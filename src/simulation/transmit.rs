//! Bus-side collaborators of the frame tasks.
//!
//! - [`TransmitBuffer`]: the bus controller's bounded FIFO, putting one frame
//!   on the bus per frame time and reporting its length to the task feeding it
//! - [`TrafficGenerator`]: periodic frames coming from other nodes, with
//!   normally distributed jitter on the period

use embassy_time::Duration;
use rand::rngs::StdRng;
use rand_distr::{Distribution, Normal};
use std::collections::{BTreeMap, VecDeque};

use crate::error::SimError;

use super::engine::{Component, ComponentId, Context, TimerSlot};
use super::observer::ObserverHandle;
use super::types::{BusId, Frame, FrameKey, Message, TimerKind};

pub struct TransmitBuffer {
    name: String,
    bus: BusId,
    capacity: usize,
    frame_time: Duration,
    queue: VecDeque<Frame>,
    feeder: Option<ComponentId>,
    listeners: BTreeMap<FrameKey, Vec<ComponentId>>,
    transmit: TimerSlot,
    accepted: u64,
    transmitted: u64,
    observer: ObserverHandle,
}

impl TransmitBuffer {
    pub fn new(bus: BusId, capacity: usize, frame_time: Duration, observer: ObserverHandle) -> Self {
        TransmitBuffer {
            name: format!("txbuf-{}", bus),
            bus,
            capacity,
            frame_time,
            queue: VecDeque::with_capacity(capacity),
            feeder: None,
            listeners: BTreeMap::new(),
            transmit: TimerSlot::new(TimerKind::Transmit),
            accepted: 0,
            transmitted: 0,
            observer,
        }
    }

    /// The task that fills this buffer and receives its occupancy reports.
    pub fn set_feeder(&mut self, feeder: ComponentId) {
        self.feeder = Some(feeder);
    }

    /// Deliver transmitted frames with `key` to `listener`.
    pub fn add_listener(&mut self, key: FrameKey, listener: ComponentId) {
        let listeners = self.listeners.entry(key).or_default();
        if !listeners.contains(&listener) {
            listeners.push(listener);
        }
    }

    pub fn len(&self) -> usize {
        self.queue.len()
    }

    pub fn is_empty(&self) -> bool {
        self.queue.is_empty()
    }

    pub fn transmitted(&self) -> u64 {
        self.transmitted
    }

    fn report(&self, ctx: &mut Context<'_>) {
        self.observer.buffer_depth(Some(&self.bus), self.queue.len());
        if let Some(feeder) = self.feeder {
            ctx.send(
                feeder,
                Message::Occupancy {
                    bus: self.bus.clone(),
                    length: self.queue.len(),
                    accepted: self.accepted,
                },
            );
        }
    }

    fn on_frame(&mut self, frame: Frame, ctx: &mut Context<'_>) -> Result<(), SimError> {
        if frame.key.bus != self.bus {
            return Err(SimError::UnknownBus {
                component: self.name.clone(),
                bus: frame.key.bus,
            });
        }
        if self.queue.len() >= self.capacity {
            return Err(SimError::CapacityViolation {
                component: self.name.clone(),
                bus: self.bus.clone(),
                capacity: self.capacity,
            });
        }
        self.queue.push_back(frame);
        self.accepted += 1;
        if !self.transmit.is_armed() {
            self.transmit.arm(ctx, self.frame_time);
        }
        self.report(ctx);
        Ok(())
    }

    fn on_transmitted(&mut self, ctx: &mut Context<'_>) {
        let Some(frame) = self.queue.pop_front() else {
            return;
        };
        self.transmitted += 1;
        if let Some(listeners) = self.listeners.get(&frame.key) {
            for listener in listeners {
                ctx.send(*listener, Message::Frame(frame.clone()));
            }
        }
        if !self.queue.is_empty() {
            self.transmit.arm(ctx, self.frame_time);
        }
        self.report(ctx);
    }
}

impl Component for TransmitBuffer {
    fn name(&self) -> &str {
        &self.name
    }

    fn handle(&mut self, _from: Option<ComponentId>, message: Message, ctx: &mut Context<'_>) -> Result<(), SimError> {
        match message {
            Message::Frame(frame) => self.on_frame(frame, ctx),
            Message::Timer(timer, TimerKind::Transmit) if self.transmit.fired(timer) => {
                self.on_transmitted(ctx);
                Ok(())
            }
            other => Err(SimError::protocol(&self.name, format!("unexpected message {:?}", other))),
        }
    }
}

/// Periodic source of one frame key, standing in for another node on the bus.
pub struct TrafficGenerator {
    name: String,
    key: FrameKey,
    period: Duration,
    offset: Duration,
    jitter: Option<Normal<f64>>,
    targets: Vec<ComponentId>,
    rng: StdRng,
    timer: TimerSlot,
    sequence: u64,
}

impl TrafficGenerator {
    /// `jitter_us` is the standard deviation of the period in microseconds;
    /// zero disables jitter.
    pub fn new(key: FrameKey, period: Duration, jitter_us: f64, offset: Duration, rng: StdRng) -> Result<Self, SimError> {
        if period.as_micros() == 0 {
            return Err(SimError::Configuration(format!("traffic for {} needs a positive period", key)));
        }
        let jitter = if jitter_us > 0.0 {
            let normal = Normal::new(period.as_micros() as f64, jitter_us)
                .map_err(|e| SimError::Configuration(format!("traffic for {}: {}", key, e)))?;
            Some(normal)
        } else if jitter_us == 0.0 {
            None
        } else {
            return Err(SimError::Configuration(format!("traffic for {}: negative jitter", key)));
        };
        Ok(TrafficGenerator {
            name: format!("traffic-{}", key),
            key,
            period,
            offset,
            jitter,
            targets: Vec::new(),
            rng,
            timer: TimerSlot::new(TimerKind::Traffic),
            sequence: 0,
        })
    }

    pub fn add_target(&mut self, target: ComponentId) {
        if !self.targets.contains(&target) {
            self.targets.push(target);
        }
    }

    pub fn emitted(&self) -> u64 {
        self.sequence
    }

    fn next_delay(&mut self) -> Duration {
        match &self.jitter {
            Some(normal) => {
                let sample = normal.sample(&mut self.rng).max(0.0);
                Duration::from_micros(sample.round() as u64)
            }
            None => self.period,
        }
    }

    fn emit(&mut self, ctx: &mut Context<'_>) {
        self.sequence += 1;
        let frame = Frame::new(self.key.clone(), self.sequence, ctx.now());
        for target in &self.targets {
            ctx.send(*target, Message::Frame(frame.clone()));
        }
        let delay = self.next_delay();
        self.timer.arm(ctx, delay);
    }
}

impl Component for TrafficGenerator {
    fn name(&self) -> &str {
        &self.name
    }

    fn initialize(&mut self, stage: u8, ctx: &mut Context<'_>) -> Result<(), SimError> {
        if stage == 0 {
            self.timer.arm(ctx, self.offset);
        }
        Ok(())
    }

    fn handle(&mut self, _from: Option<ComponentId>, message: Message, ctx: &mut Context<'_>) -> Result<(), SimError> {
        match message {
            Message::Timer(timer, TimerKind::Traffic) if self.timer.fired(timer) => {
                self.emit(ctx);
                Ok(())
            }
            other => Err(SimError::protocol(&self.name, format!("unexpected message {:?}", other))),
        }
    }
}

#####

Show all lines from the entries that hold "format".

            name: format!("txbuf-{}", bus),
            other => Err(SimError::protocol(&self.name, format!("unexpected message {:?}", other))),
            return Err(SimError::Configuration(format!("traffic for {} needs a positive period", key)));
                .map_err(|e| SimError::Configuration(format!("traffic for {}: {}", key, e)))?;
            return Err(SimError::Configuration(format!("traffic for {}: negative jitter", key)));
            name: format!("traffic-{}", key),
            other => Err(SimError::protocol(&self.name, format!("unexpected message {:?}", other))),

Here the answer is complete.